BOOKS / The Independent Foreign Fiction Award: A romantic pseudonym on the loose in Lisbon
The winner of the Independent Foreign Fiction Award for July / August is The Year of the Death of Ricardo Reis by Jose Saramago, translated from the Portuguese by Giovanni Pontiero (Harvill, pounds 14.99). It is the first novel on the shortlist for the annual pounds 10,000 award
The Year of the Death of Ricardo Reis is a remarkable description of an imaginary life in Lisbon. When the poet Fernando Pessoa dies, one of his pseudonyms returns from Brazil, feeling that a space has been left only he can fill. He pursues some romantic lost causes and wanders the city along with Pessoa himself. The two men discuss poetry, philosophy and everything else with a rare blend of wit and seriousness. The English version by Giovanni Pontiero magically recreates Saramago's mesmerising style.
She goes through the usual motions, is about to lift the tray, has already gripped it, holds it level, hoists it into the air in a semi-circle, and heads for the door. Oh my God, will he speak, not speak, perhaps he won't say anything, perhaps simply touch me on the arm like the other day, and if he does, what shall I do, it won't be the first time a guest has taken liberties, twice I gave into them, why, because this life is so sad. Lydia, Ricardo Reis spoke her name. She put down the tray, raised her eyes filled with terror, tried to say Doctor, but her voice stuck in her throat. He did not have the courage, repeated, Lydia, then said almost in a whisper, horribly banal, the ridiculous seducer, I find you very pretty. He stood there staring at her for a second, he couldn't bear it for more than a second, and turned away. There are moments when it would be preferable to die . . . The door closed slowly, and only later could Lydia's footsteps be heard retreating.

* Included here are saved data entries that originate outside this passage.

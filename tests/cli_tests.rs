//! Integration tests for the CLI application
//!
//! These tests verify that the CLI commands work correctly with real data files.

use std::io::Write;
use std::path::{Path, PathBuf};
use std::process::{Command, Output};
use tempfile::{Builder, NamedTempFile, TempDir};

/// Helper to create test data files
struct TestDataFiles {
    pub libsvm_file: NamedTempFile,
    pub dense_file: NamedTempFile,
    pub test_libsvm_file: NamedTempFile,
}

impl TestDataFiles {
    fn new() -> std::io::Result<Self> {
        let mut libsvm_file = Builder::new().suffix(".libsvm").tempfile()?;
        writeln!(libsvm_file, "+1 1:2.0 2:1.0")?;
        writeln!(libsvm_file, "-1 1:-2.0 2:-1.0")?;
        writeln!(libsvm_file, "+1 1:1.5 2:0.8")?;
        writeln!(libsvm_file, "-1 1:-1.5 2:-0.8")?;
        writeln!(libsvm_file, "+1 1:1.8 2:0.9")?;
        writeln!(libsvm_file, "-1 1:-1.8 2:-0.9")?;
        libsvm_file.flush()?;

        let mut dense_file = Builder::new().suffix(".dense").tempfile()?;
        writeln!(dense_file, "% dense training data")?;
        writeln!(dense_file, "+1 2.0 1.0")?;
        writeln!(dense_file, "-1 -2.0 -1.0")?;
        writeln!(dense_file, "+1 1.5 0.8")?;
        writeln!(dense_file, "-1 -1.5 -0.8")?;
        writeln!(dense_file, "+1 1.8 0.9")?;
        writeln!(dense_file, "-1 -1.8 -0.9")?;
        dense_file.flush()?;

        let mut test_libsvm_file = Builder::new().suffix(".libsvm").tempfile()?;
        writeln!(test_libsvm_file, "+1 1:1.6 2:0.7")?;
        writeln!(test_libsvm_file, "-1 1:-1.6 2:-0.7")?;
        test_libsvm_file.flush()?;

        Ok(TestDataFiles {
            libsvm_file,
            dense_file,
            test_libsvm_file,
        })
    }
}

fn run_cli(args: &[&str]) -> Output {
    Command::new(env!("CARGO_BIN_EXE_smo-svm"))
        .args(args)
        .output()
        .expect("Failed to run CLI")
}

fn path_str(path: &Path) -> &str {
    path.to_str().expect("temp paths are utf-8")
}

fn assert_success(output: &Output, what: &str) {
    assert!(
        output.status.success(),
        "{what} failed: {}",
        String::from_utf8_lossy(&output.stderr)
    );
}

/// Train a linear model on the LibSVM fixture and return its path
fn train_model(test_data: &TestDataFiles, temp_dir: &TempDir) -> PathBuf {
    let model_path = temp_dir.path().join("model.json");
    let output = run_cli(&[
        "train",
        "--data",
        path_str(test_data.libsvm_file.path()),
        "--output",
        path_str(&model_path),
        "--seed",
        "1",
    ]);
    assert_success(&output, "Train command");
    model_path
}

#[test]
fn test_cli_train_command_libsvm() {
    let test_data = TestDataFiles::new().expect("Failed to create test data");
    let temp_dir = TempDir::new().expect("Failed to create temp dir");
    let model_path = temp_dir.path().join("model.json");

    let output = run_cli(&[
        "train",
        "--data",
        path_str(test_data.libsvm_file.path()),
        "--output",
        path_str(&model_path),
        "--format",
        "libsvm",
        "-C",
        "1.0",
        "--epsilon",
        "0.001",
        "--max-iterations",
        "100",
    ]);

    assert_success(&output, "Train command");
    assert!(model_path.exists(), "Model file was not created");

    let saved = std::fs::read_to_string(&model_path).unwrap();
    assert!(saved.contains("\"type\": \"linear\""));
    assert!(saved.contains("\"weights\""));
}

#[test]
fn test_cli_train_dense_with_gaussian_kernel() {
    let test_data = TestDataFiles::new().expect("Failed to create test data");
    let temp_dir = TempDir::new().expect("Failed to create temp dir");
    let model_path = temp_dir.path().join("gaussian.json");

    let output = run_cli(&[
        "train",
        "--data",
        path_str(test_data.dense_file.path()),
        "--output",
        path_str(&model_path),
        "--kernel",
        "gaussian",
        "--gamma",
        "0.5",
        "--cache-size",
        "1",
        "--seed",
        "3",
    ]);
    assert_success(&output, "Train command");

    let saved = std::fs::read_to_string(&model_path).unwrap();
    assert!(saved.contains("\"type\": \"gaussian\""));
    assert!(!saved.contains("\"weights\""));

    let info = run_cli(&["info", path_str(&model_path)]);
    assert_success(&info, "Info command");
    let stdout = String::from_utf8_lossy(&info.stdout);
    assert!(stdout.contains("gaussian(gamma=0.5)"), "{stdout}");
}

#[test]
fn test_cli_train_writes_dump() {
    let test_data = TestDataFiles::new().expect("Failed to create test data");
    let temp_dir = TempDir::new().expect("Failed to create temp dir");
    let model_path = temp_dir.path().join("model.json");
    let dump_path = temp_dir.path().join("model.dump");

    let output = run_cli(&[
        "train",
        "--data",
        path_str(test_data.libsvm_file.path()),
        "--output",
        path_str(&model_path),
        "--dump",
        path_str(&dump_path),
    ]);
    assert_success(&output, "Train command");

    let dump = std::fs::read_to_string(&dump_path).expect("dump file written");
    let data_lines: Vec<&str> = dump.lines().filter(|l| !l.starts_with('%')).collect();
    // Header line plus one line per training example
    assert_eq!(data_lines.len(), 7);
    assert!(data_lines[0].starts_with("2 "));
    assert!(data_lines[0].ends_with(" 0 0"));
    assert!(dump.trim_end().ends_with("%\n% eof\n%"));
}

#[test]
fn test_cli_info_command() {
    let test_data = TestDataFiles::new().expect("Failed to create test data");
    let temp_dir = TempDir::new().expect("Failed to create temp dir");
    let model_path = train_model(&test_data, &temp_dir);

    let output = run_cli(&["info", path_str(&model_path)]);
    assert_success(&output, "Info command");

    let stdout = String::from_utf8_lossy(&output.stdout);
    assert!(stdout.contains("=== SVM Model Summary ==="));
    assert!(stdout.contains("Kernel: linear"));
    assert!(stdout.contains("Support Vectors:"));
    assert!(stdout.contains("Weights:"));
}

#[test]
fn test_cli_predict_command() {
    let test_data = TestDataFiles::new().expect("Failed to create test data");
    let temp_dir = TempDir::new().expect("Failed to create temp dir");
    let model_path = train_model(&test_data, &temp_dir);
    let predictions_path = temp_dir.path().join("predictions.txt");

    let output = run_cli(&[
        "predict",
        "--model",
        path_str(&model_path),
        "--data",
        path_str(test_data.test_libsvm_file.path()),
        "--output",
        path_str(&predictions_path),
    ]);
    assert_success(&output, "Predict command");

    let predictions = std::fs::read_to_string(&predictions_path).unwrap();
    let rows: Vec<&str> = predictions
        .lines()
        .filter(|line| !line.starts_with('#'))
        .collect();
    assert_eq!(rows, vec!["0 1", "1 -1"]);
}

#[test]
fn test_cli_predict_with_confidence() {
    let test_data = TestDataFiles::new().expect("Failed to create test data");
    let temp_dir = TempDir::new().expect("Failed to create temp dir");
    let model_path = train_model(&test_data, &temp_dir);

    let output = run_cli(&[
        "predict",
        "--model",
        path_str(&model_path),
        "--data",
        path_str(test_data.test_libsvm_file.path()),
        "--confidence",
    ]);
    assert_success(&output, "Predict command");

    let stdout = String::from_utf8_lossy(&output.stdout);
    assert!(stdout.contains("# Predictions for 2 examples"));
    for line in stdout.lines().filter(|line| !line.starts_with('#')) {
        assert_eq!(line.split_whitespace().count(), 3, "{line}");
    }
}

#[test]
fn test_cli_evaluate_command() {
    let test_data = TestDataFiles::new().expect("Failed to create test data");
    let temp_dir = TempDir::new().expect("Failed to create temp dir");
    let model_path = train_model(&test_data, &temp_dir);

    let output = run_cli(&[
        "evaluate",
        "--model",
        path_str(&model_path),
        "--data",
        path_str(test_data.test_libsvm_file.path()),
        "--detailed",
    ]);
    assert_success(&output, "Evaluate command");

    let stdout = String::from_utf8_lossy(&output.stdout);
    assert!(stdout.contains("Accuracy: 100.00%"), "{stdout}");
    assert!(stdout.contains("Precision:"));
    assert!(stdout.contains("Specificity:"));
}

#[test]
fn test_cli_rejects_bad_input() {
    let temp_dir = TempDir::new().expect("Failed to create temp dir");
    let model_path = temp_dir.path().join("model.json");

    let mut bad_labels = Builder::new().suffix(".libsvm").tempfile().unwrap();
    writeln!(bad_labels, "2 1:1.0").unwrap();
    writeln!(bad_labels, "-1 1:-1.0").unwrap();
    bad_labels.flush().unwrap();

    let output = run_cli(&[
        "train",
        "--data",
        path_str(bad_labels.path()),
        "--output",
        path_str(&model_path),
    ]);
    assert_eq!(output.status.code(), Some(1));
    assert!(!model_path.exists());

    let missing = run_cli(&["info", path_str(&temp_dir.path().join("absent.json"))]);
    assert_eq!(missing.status.code(), Some(1));
}

#[test]
fn test_cli_rejects_invalid_kernel_parameters() {
    let test_data = TestDataFiles::new().expect("Failed to create test data");
    let temp_dir = TempDir::new().expect("Failed to create temp dir");
    let model_path = temp_dir.path().join("model.json");

    let output = run_cli(&[
        "train",
        "--data",
        path_str(test_data.libsvm_file.path()),
        "--output",
        path_str(&model_path),
        "--kernel",
        "polynomial",
        "--degree",
        "0",
    ]);
    assert_eq!(output.status.code(), Some(1));
    assert!(!model_path.exists());
}

#[test]
fn test_cli_help() {
    let output = run_cli(&["--help"]);
    assert_success(&output, "Help");

    let stdout = String::from_utf8_lossy(&output.stdout);
    for command in ["train", "predict", "evaluate", "info"] {
        assert!(stdout.contains(command), "help should list {command}");
    }
}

Ricardo Reis spent the whole day out of doors brooding over his shame, all the more so because he had been unmanned not by an adversary but by his own fear. He decided that the following day he would change his hotel or rent part of a house, or return to Brazil on the first available ship. These may seem dramatic effects for such a tiny cause, but each person knows how much it hurts and where. Ridicule is like heartburn, an acidity continuously revived by memory, an incurable wound.